---------- Data for review ----------
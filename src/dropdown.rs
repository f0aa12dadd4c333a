//! A dropdown bound to a textual (or numeric) field.

use core::fmt;
use std::collections::HashSet;

use tracing::{debug, trace, warn};

use crate::{
    control::{Control, label_for},
    controls::{Binding, ControlKey, Controls, Field},
    error::{BindError, Result},
    value::SelectValue,
    view::{ChangeEvent, ControlView, Dispatch, SelectItem, SelectView},
};

/// A labeled dropdown whose selection is a field of a caller-owned record.
///
/// The bound value is coerced to a string: text is used verbatim, numbers are
/// written in decimal and falsy values (absent, null, `false`, `0`, `""`)
/// select the empty string, which is also the value of the optional "none"
/// item. Any other value fails the render with
/// [`BindError::TypeConversion`].
///
/// # Examples
///
/// ```
/// use formbind::{DropDownControl, Dispatch};
/// use serde_json::json;
///
/// let controls = json!({ "wave": "saw" });
/// let mut edits = Vec::new();
/// let mut dropdown = DropDownControl::new(
///     &controls,
///     "wave",
///     [("sine", "Sine"), ("saw", "Saw")],
///     |key: &String, value| edits.push((key.clone(), value)),
/// );
/// assert_eq!(dropdown.render().unwrap().selected_label(), Some("Saw"));
/// assert_eq!(dropdown.select("sine").unwrap(), Dispatch::Sent);
/// drop(dropdown);
/// assert_eq!(edits, [("wave".to_owned(), "sine".to_owned())]);
/// ```
pub struct DropDownControl<'a, C: Controls, F> {
    controls: &'a C,
    binding: Binding<'a, C, String>,
    options: Vec<SelectItem>,
    text: Option<String>,
    disabled: bool,
    none_option: bool,
    update: F,
}

impl<'a, C, F> DropDownControl<'a, C, F>
where
    C: Controls,
    F: FnMut(&C::Key, String),
{
    /// Binds a dropdown to the field named by `key`.
    ///
    /// `options` are `(value, label)` pairs shown in the given order.
    pub fn new<I, V, L>(controls: &'a C, key: impl Into<C::Key>, options: I, update: F) -> Self
    where
        I: IntoIterator<Item = (V, L)>,
        V: Into<String>,
        L: Into<String>,
    {
        Self::with_binding(controls, Binding::Key(key.into()), options, update)
    }

    /// Binds a dropdown through a typed field descriptor.
    pub fn bound<W, I, V, L>(controls: &'a C, field: Field<C, W>, options: I, update: F) -> Self
    where
        C: 'a,
        W: SelectValue + 'a,
        I: IntoIterator<Item = (V, L)>,
        V: Into<String>,
        L: Into<String>,
    {
        let binding = Binding::typed(field, |value: W| value.to_selection().into_owned());
        Self::with_binding(controls, binding, options, update)
    }

    fn with_binding<I, V, L>(
        controls: &'a C,
        binding: Binding<'a, C, String>,
        options: I,
        update: F,
    ) -> Self
    where
        I: IntoIterator<Item = (V, L)>,
        V: Into<String>,
        L: Into<String>,
    {
        Self {
            controls,
            binding,
            options: options
                .into_iter()
                .map(|(value, label)| SelectItem::new(value, label))
                .collect(),
            text: None,
            disabled: false,
            none_option: false,
            update,
        }
    }

    /// Overrides the label. Defaults to the key name.
    #[must_use]
    pub fn text(mut self, text: impl Into<String>) -> Self {
        self.text = Some(text.into());
        self
    }

    /// Suppresses interaction.
    #[must_use]
    pub fn disabled(mut self, disabled: bool) -> Self {
        self.disabled = disabled;
        self
    }

    /// Prepends a "none" item whose value is the empty string.
    #[must_use]
    pub fn none_option(mut self, none_option: bool) -> Self {
        self.none_option = none_option;
        self
    }

    /// The bound key.
    pub const fn key(&self) -> &C::Key {
        self.binding.key()
    }

    fn selection(&self) -> Result<String> {
        match &self.binding {
            Binding::Key(key) => Ok(self
                .controls
                .field(key)
                .to_selection(key.name())?
                .into_owned()),
            Binding::Typed { read, .. } => Ok(read(self.controls)),
        }
    }

    fn items(&self) -> Result<Vec<SelectItem>> {
        let mut items = Vec::with_capacity(self.options.len() + usize::from(self.none_option));
        if self.none_option {
            items.push(SelectItem::none());
        }
        items.extend(self.options.iter().cloned());
        if let Some(value) = first_duplicate(&items) {
            return Err(BindError::DuplicateOption {
                key: self.binding.name().to_owned(),
                value,
            });
        }
        Ok(items)
    }

    /// Renders the dropdown against the current snapshot.
    ///
    /// # Errors
    ///
    /// Returns [`BindError::TypeConversion`] when the bound value is neither
    /// text, a number nor falsy, and [`BindError::DuplicateOption`] when two
    /// items share a value.
    pub fn render(&self) -> Result<SelectView> {
        let build = || -> Result<SelectView> {
            Ok(SelectView {
                id: self.binding.name().to_owned(),
                label: label_for(self.text.as_deref(), self.binding.name()),
                selected: self.selection()?,
                items: self.items()?,
                disabled: self.disabled,
            })
        };
        build().inspect_err(|err| warn!(key = self.binding.name(), %err, "dropdown render failed"))
    }

    /// Handles the user picking the item with `value`.
    ///
    /// Reports `value` to the callback exactly once when it differs from the
    /// current selection. Disabled dropdowns ignore the event.
    ///
    /// # Errors
    ///
    /// Returns any render error, or [`BindError::UnknownOption`] when `value`
    /// is not one of the items.
    pub fn select(&mut self, value: &str) -> Result<Dispatch> {
        if self.disabled {
            debug!(key = self.binding.name(), value, "ignored selection on disabled dropdown");
            return Ok(Dispatch::Disabled);
        }
        let view = self.render()?;
        if !view.contains(value) {
            return Err(BindError::UnknownOption {
                key: self.binding.name().to_owned(),
                value: value.to_owned(),
            });
        }
        if view.selected == value {
            return Ok(Dispatch::Unchanged);
        }
        trace!(key = self.binding.name(), value, "dropdown selection");
        (self.update)(self.binding.key(), value.to_owned());
        Ok(Dispatch::Sent)
    }
}

fn first_duplicate(items: &[SelectItem]) -> Option<String> {
    let mut seen = HashSet::with_capacity(items.len());
    items
        .iter()
        .find(|item| !seen.insert(item.value.as_str()))
        .map(|item| item.value.clone())
}

impl<C, F> Control for DropDownControl<'_, C, F>
where
    C: Controls,
    F: FnMut(&C::Key, String),
{
    fn key_name(&self) -> &str {
        self.binding.name()
    }

    fn view(&self) -> Result<ControlView> {
        self.render().map(ControlView::from)
    }

    fn dispatch(&mut self, event: ChangeEvent) -> Result<Dispatch> {
        match event {
            ChangeEvent::Select(value) => self.select(&value),
            _ => Err(BindError::EventMismatch {
                key: self.binding.name().to_owned(),
                control: "dropdown",
            }),
        }
    }
}

impl<C: Controls, F> fmt::Debug for DropDownControl<'_, C, F> {
    fn fmt(&self, f: &mut fmt::Formatter<'_>) -> fmt::Result {
        f.debug_struct("DropDownControl")
            .field("binding", &self.binding)
            .field("options", &self.options)
            .field("text", &self.text)
            .field("disabled", &self.disabled)
            .field("none_option", &self.none_option)
            .finish_non_exhaustive()
    }
}
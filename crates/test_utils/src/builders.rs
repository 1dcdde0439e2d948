//! Test Data Builders
//!
//! Provides builder patterns for constructing test data with sensible
//! defaults. These builders allow tests to specify only the relevant
//! fields while using defaults for everything else.

use std::collections::BTreeMap;

use chrono::{DateTime, Utc};
use core_kernel::{RuleId, Value};
use domain_rules::{
    ActionType, BusinessRule, ComparisonOperator, DataType, RuleAction, RuleCategory,
    RuleCondition, RuleStatus,
};
use domain_workflow::{WorkflowInstance, WorkflowPriority};

use crate::fixtures::{MetadataFixtures, TemporalFixtures, VariableFixtures};

/// Builder for constructing test business rules
pub struct TestRuleBuilder {
    name: String,
    category: RuleCategory,
    priority: u32,
    status: RuleStatus,
    effective_from: DateTime<Utc>,
    effective_until: Option<DateTime<Utc>>,
    condition: RuleCondition,
    actions: Vec<RuleAction>,
    tags: Vec<String>,
}

impl Default for TestRuleBuilder {
    fn default() -> Self {
        Self::new()
    }
}

impl TestRuleBuilder {
    /// Creates a new builder with default values
    ///
    /// The default rule approves any patient aged 65 or over, in the
    /// eligibility category, effective across all of 2024.
    pub fn new() -> Self {
        Self {
            name: "senior eligibility".to_string(),
            category: RuleCategory::Eligibility,
            priority: 10,
            status: RuleStatus::Active,
            effective_from: TemporalFixtures::effective_from(),
            effective_until: None,
            condition: RuleCondition::simple(
                "patient.age",
                ComparisonOperator::GreaterThanOrEqual,
                Value::from(65.0),
                DataType::Number,
            ),
            actions: vec![RuleAction::new(ActionType::Approve, 1)],
            tags: Vec::new(),
        }
    }

    /// Sets the rule name
    pub fn with_name(mut self, name: impl Into<String>) -> Self {
        self.name = name.into();
        self
    }

    /// Sets the rule category
    pub fn with_category(mut self, category: RuleCategory) -> Self {
        self.category = category;
        self
    }

    /// Sets the rule priority
    pub fn with_priority(mut self, priority: u32) -> Self {
        self.priority = priority;
        self
    }

    /// Sets the lifecycle status
    pub fn with_status(mut self, status: RuleStatus) -> Self {
        self.status = status;
        self
    }

    /// Sets the effective window
    pub fn with_window(mut self, from: DateTime<Utc>, until: Option<DateTime<Utc>>) -> Self {
        self.effective_from = from;
        self.effective_until = until;
        self
    }

    /// Sets the condition tree
    pub fn with_condition(mut self, condition: RuleCondition) -> Self {
        self.condition = condition;
        self
    }

    /// Replaces the action list
    pub fn with_actions(mut self, actions: Vec<RuleAction>) -> Self {
        self.actions = actions;
        self
    }

    /// Appends one action
    pub fn with_action(mut self, action: RuleAction) -> Self {
        self.actions.push(action);
        self
    }

    /// Appends a tag
    pub fn with_tag(mut self, tag: impl Into<String>) -> Self {
        self.tags.push(tag.into());
        self
    }

    /// Builds the business rule
    pub fn build(self) -> BusinessRule {
        BusinessRule {
            id: RuleId::new(),
            name: self.name,
            description: None,
            category: self.category,
            priority: self.priority,
            status: self.status,
            effective_from: self.effective_from,
            effective_until: self.effective_until,
            version: "1.0.0".to_string(),
            condition: self.condition,
            actions: self.actions,
            tags: self.tags,
        }
    }
}

/// Builder for constructing started workflow instances
pub struct TestWorkflowBuilder {
    definition_id: String,
    definition_version: String,
    entity_type: String,
    entity_id: String,
    priority: WorkflowPriority,
    variables: BTreeMap<String, serde_json::Value>,
}

impl Default for TestWorkflowBuilder {
    fn default() -> Self {
        Self::new()
    }
}

impl TestWorkflowBuilder {
    /// Creates a new builder defaulting to a prior-authorization workflow
    pub fn new() -> Self {
        Self {
            definition_id: "prior_auth".to_string(),
            definition_version: "1.0.0".to_string(),
            entity_type: "authorization".to_string(),
            entity_id: "AUTH-1001".to_string(),
            priority: WorkflowPriority::Normal,
            variables: VariableFixtures::prior_auth(),
        }
    }

    /// Sets the definition identifier
    pub fn with_definition(mut self, id: impl Into<String>) -> Self {
        self.definition_id = id.into();
        self
    }

    /// Sets the business entity under review
    pub fn with_entity(
        mut self,
        entity_type: impl Into<String>,
        entity_id: impl Into<String>,
    ) -> Self {
        self.entity_type = entity_type.into();
        self.entity_id = entity_id.into();
        self
    }

    /// Sets the scheduling priority
    pub fn with_priority(mut self, priority: WorkflowPriority) -> Self {
        self.priority = priority;
        self
    }

    /// Replaces the starting variables
    pub fn with_variables(mut self, variables: BTreeMap<String, serde_json::Value>) -> Self {
        self.variables = variables;
        self
    }

    /// Sets one starting variable
    pub fn with_variable(mut self, key: impl Into<String>, value: serde_json::Value) -> Self {
        self.variables.insert(key.into(), value);
        self
    }

    /// Builds the instance; its `Started` event is still uncommitted
    pub fn build(self) -> WorkflowInstance {
        WorkflowInstance::start(
            self.definition_id,
            self.definition_version,
            self.entity_type,
            self.entity_id,
            self.priority,
            self.variables,
            &MetadataFixtures::system(),
        )
    }
}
----------
* Task statement *
Which lines in the data above hold the string "TestWorkflowBuilder"? Return each of them.

* Output of the exercise *
pub struct TestWorkflowBuilder {
impl Default for TestWorkflowBuilder {
impl TestWorkflowBuilder {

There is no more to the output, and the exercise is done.